§ **YOUR GOAL**
Extract each line of the records below that contains the word "source".
⁂
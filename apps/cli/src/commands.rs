//! CLI command definitions, routing, and tracing setup.

use std::path::PathBuf;

use clap::{Parser, Subcommand};
use color_eyre::eyre::Result;
use indicatif::{ProgressBar, ProgressStyle};
use tracing::info;

use codevec_core::{ProgressReporter, RunOutcome, UnitReport, run_pipeline};
use codevec_shared::{
    Granularity, PipelineConfig, config_file_path, init_config, load_config,
};
use codevec_vocab::{SegmentRegistry, SegmentRole, SegmentStatus, StopOutcome};

// ---------------------------------------------------------------------------
// CLI structure
// ---------------------------------------------------------------------------

/// codevec — batch-vectorize source corpora through a shared-vocabulary
/// pipeline.
#[derive(Parser)]
#[command(
    name = "codevec",
    version,
    about = "Batch-process source corpora into code vectors with resumable, bounded-concurrency orchestration.",
    long_about = None,
)]
pub(crate) struct Cli {
    /// Log format: text (default) or json.
    #[arg(long, default_value = "text", global = true)]
    pub log_format: LogFormat,

    /// Verbosity level (-v, -vv, -vvv).
    #[arg(short, long, action = clap::ArgAction::Count, global = true)]
    pub verbose: u8,

    #[command(subcommand)]
    pub command: Command,
}

/// Log output format.
#[derive(Clone, Debug, clap::ValueEnum)]
pub(crate) enum LogFormat {
    Text,
    Json,
}

/// Top-level CLI subcommands.
#[derive(Subcommand)]
pub(crate) enum Command {
    /// Run the batch pipeline over a corpus root.
    Run {
        /// Corpus root directory.
        root: PathBuf,

        /// Concurrency override (defaults to ~60% of detected cores).
        #[arg(short, long)]
        jobs: Option<usize>,

        /// Output root for artifacts (defaults to config).
        #[arg(short, long)]
        out: Option<PathBuf>,

        /// Unit granularity: flat or grouped.
        #[arg(short, long)]
        mode: Option<String>,

        /// Dataset name override.
        #[arg(long)]
        dataset: Option<String>,
    },

    /// Shared vocabulary server lifecycle.
    Vocab {
        #[command(subcommand)]
        action: VocabAction,
    },

    /// Configuration management.
    Config {
        #[command(subcommand)]
        action: ConfigAction,
    },
}

/// Vocabulary server subcommands.
#[derive(Subcommand)]
pub(crate) enum VocabAction {
    /// Load the reference tables once and publish the shared segment;
    /// stays resident until stopped.
    Start {
        /// Dataset name override.
        #[arg(long)]
        dataset: Option<String>,
    },
    /// Stop a running segment owner.
    Stop {
        /// Dataset name override.
        #[arg(long)]
        dataset: Option<String>,
    },
    /// Report segment status.
    Status {
        /// Dataset name override.
        #[arg(long)]
        dataset: Option<String>,
    },
}

/// Config subcommands.
#[derive(Subcommand)]
pub(crate) enum ConfigAction {
    /// Initialize config file with defaults.
    Init,
    /// Show resolved configuration.
    Show,
}

// ---------------------------------------------------------------------------
// Tracing setup
// ---------------------------------------------------------------------------

/// Initialize tracing based on CLI flags.
pub(crate) fn init_tracing(cli: &Cli) {
    use tracing_subscriber::{EnvFilter, fmt};

    let filter = match cli.verbose {
        0 => "codevec=info",
        1 => "codevec=debug",
        _ => "codevec=trace",
    };

    let env_filter = EnvFilter::try_from_default_env().unwrap_or_else(|_| EnvFilter::new(filter));

    match cli.log_format {
        LogFormat::Text => {
            fmt()
                .with_env_filter(env_filter)
                .with_target(false)
                .init();
        }
        LogFormat::Json => {
            fmt().json().with_env_filter(env_filter).init();
        }
    }
}

// ---------------------------------------------------------------------------
// Command dispatch
// ---------------------------------------------------------------------------

/// Run the CLI command.
pub(crate) async fn run(cli: Cli) -> Result<()> {
    match cli.command {
        Command::Run {
            root,
            jobs,
            out,
            mode,
            dataset,
        } => cmd_run(root, jobs, out, mode.as_deref(), dataset.as_deref()).await,
        Command::Vocab { action } => match action {
            VocabAction::Start { dataset } => cmd_vocab_start(dataset.as_deref()).await,
            VocabAction::Stop { dataset } => cmd_vocab_stop(dataset.as_deref()),
            VocabAction::Status { dataset } => cmd_vocab_status(dataset.as_deref()),
        },
        Command::Config { action } => match action {
            ConfigAction::Init => cmd_config_init(),
            ConfigAction::Show => cmd_config_show(),
        },
    }
}

// ---------------------------------------------------------------------------
// run
// ---------------------------------------------------------------------------

async fn cmd_run(
    root: PathBuf,
    jobs: Option<usize>,
    out: Option<PathBuf>,
    mode: Option<&str>,
    dataset: Option<&str>,
) -> Result<()> {
    let config = build_pipeline_config(root, jobs, out, mode, dataset)?;

    info!(
        root = %config.root.display(),
        out = %config.output_root.display(),
        dataset = %config.dataset,
        "starting pipeline"
    );

    let reporter = CliProgress::new();
    let outcome = run_pipeline(config, &reporter).await?;

    // Print summary
    println!();
    println!("  Pipeline run complete!");
    println!("  Run ID:   {}", outcome.run_id);
    println!("  Jobs:     {}", outcome.jobs);
    println!("  Units:    {}", outcome.stats.units);
    println!("  Files:    {}", outcome.stats.files);
    println!("  Success:  {}", outcome.stats.done);
    println!("  Skipped:  {}", outcome.stats.skipped);
    println!("  Errors:   {}", outcome.stats.errors);
    println!("  Contexts: {}", outcome.stats.contexts);
    if outcome.degraded {
        println!("  Note:     ran degraded (direct vocabulary reads)");
    }
    println!("  Time:     {:.1}s", outcome.stats.elapsed.as_secs_f64());
    println!();

    Ok(())
}

fn build_pipeline_config(
    root: PathBuf,
    jobs: Option<usize>,
    out: Option<PathBuf>,
    mode: Option<&str>,
    dataset: Option<&str>,
) -> Result<PipelineConfig> {
    let mut app = load_config()?;
    if let Some(dataset) = dataset {
        app.dataset.name = dataset.to_string();
    }

    let mut config = PipelineConfig::from_app(&app, root)?;
    config.jobs = jobs;
    if let Some(out) = out {
        config.output_root = out;
    }
    if let Some(mode) = mode {
        config.granularity = mode
            .parse::<Granularity>()
            .map_err(codevec_shared::CodevecError::config)?;
    }
    Ok(config)
}

// ---------------------------------------------------------------------------
// vocab lifecycle
// ---------------------------------------------------------------------------

async fn cmd_vocab_start(dataset: Option<&str>) -> Result<()> {
    let cwd = std::env::current_dir()?;
    let config = build_pipeline_config(cwd, None, None, None, dataset)?;

    for table in config.histograms.all() {
        if !table.is_file() {
            return Err(codevec_shared::CodevecError::config(format!(
                "vocabulary table not found: {}",
                table.display()
            ))
            .into());
        }
    }

    let registry = SegmentRegistry::new(&config.segment_state_dir);
    let handle = registry
        .acquire(
            &config.dataset,
            &config.histograms,
            (
                config.word_vocab_size,
                config.path_vocab_size,
                config.target_vocab_size,
            ),
            config.poll_attempts,
            config.poll_interval,
        )
        .await?;

    match handle.role() {
        SegmentRole::Borrower => {
            println!("Segment {:?} is already running.", config.dataset);
            println!("  Size: {} bytes", handle.descriptor().byte_size);
            println!("  Owner pid: {}", handle.descriptor().pid);
            handle.release();
        }
        SegmentRole::Owner => {
            println!("Shared vocabulary segment published.");
            println!("  Name: {}", handle.name());
            println!("  Size: {} bytes", handle.descriptor().byte_size);
            println!("  Pid:  {}", handle.descriptor().pid);
            println!();
            println!("Serving. Press Ctrl+C to stop...");

            tokio::signal::ctrl_c().await?;
            println!("Stopping segment...");
            handle.stop();
            println!("Segment stopped.");
        }
    }
    Ok(())
}

fn cmd_vocab_stop(dataset: Option<&str>) -> Result<()> {
    let cwd = std::env::current_dir()?;
    let config = build_pipeline_config(cwd, None, None, None, dataset)?;
    let registry = SegmentRegistry::new(&config.segment_state_dir);

    match registry.request_stop(&config.dataset)? {
        StopOutcome::NotRunning => println!("Segment {:?} is not running.", config.dataset),
        StopOutcome::SignalSent(pid) => {
            println!("Sent SIGTERM to segment owner (pid {pid}).");
        }
        StopOutcome::CleanedStale => {
            println!("Owner was gone; stale segment state cleaned up.");
        }
    }
    Ok(())
}

fn cmd_vocab_status(dataset: Option<&str>) -> Result<()> {
    let cwd = std::env::current_dir()?;
    let config = build_pipeline_config(cwd, None, None, None, dataset)?;
    let registry = SegmentRegistry::new(&config.segment_state_dir);

    match registry.status(&config.dataset) {
        SegmentStatus::Ready(desc) => {
            println!("Segment status: RUNNING");
            println!("  Name:      {}", desc.name);
            println!("  Size:      {} bytes", desc.byte_size);
            println!("  Owner pid: {}", desc.pid);
            println!("  Started:   {}", desc.created_at);
            println!(
                "  Borrowers: {}",
                registry.live_borrowers(&config.dataset)
            );
        }
        SegmentStatus::Starting => println!("Segment status: STARTING"),
        SegmentStatus::Stopping => println!("Segment status: STOPPING"),
        SegmentStatus::Stale(desc) => {
            println!("Segment status: STALE (owner pid {} is gone)", desc.pid);
        }
        SegmentStatus::Absent => println!("Segment status: NOT RUNNING"),
    }
    Ok(())
}

// ---------------------------------------------------------------------------
// config
// ---------------------------------------------------------------------------

fn cmd_config_init() -> Result<()> {
    let path = init_config()?;
    println!("Config file created: {}", path.display());
    Ok(())
}

fn cmd_config_show() -> Result<()> {
    let config = load_config()?;
    let path = config_file_path()?;
    println!("# {}", path.display());
    println!("{}", toml::to_string_pretty(&config)?);
    Ok(())
}

// ---------------------------------------------------------------------------
// CLI progress reporter
// ---------------------------------------------------------------------------

/// CLI progress reporter using an indicatif spinner.
struct CliProgress {
    spinner: ProgressBar,
}

impl CliProgress {
    fn new() -> Self {
        let spinner = ProgressBar::new_spinner();
        spinner.set_style(
            ProgressStyle::with_template("{spinner:.cyan} {msg}")
                .unwrap()
                .tick_strings(&["⠋", "⠙", "⠹", "⠸", "⠼", "⠴", "⠦", "⠧", "⠇", "⠏"]),
        );
        spinner.enable_steady_tick(std::time::Duration::from_millis(80));
        Self { spinner }
    }
}

impl ProgressReporter for CliProgress {
    fn phase(&self, name: &str) {
        self.spinner.set_message(name.to_string());
    }

    fn unit_done(&self, report: &UnitReport, current: usize, total: usize) {
        self.spinner.set_message(format!(
            "[{current}/{total}] {}/{}: {}",
            report.group, report.unit, report.class
        ));
    }

    fn done(&self, _outcome: &RunOutcome) {
        self.spinner.finish_and_clear();
    }
}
⁂
§ **RESPONSE TO THE EXERCISE**
/// codevec — batch-vectorize source corpora through a shared-vocabulary
    about = "Batch-process source corpora into code vectors with resumable, bounded-concurrency orchestration.",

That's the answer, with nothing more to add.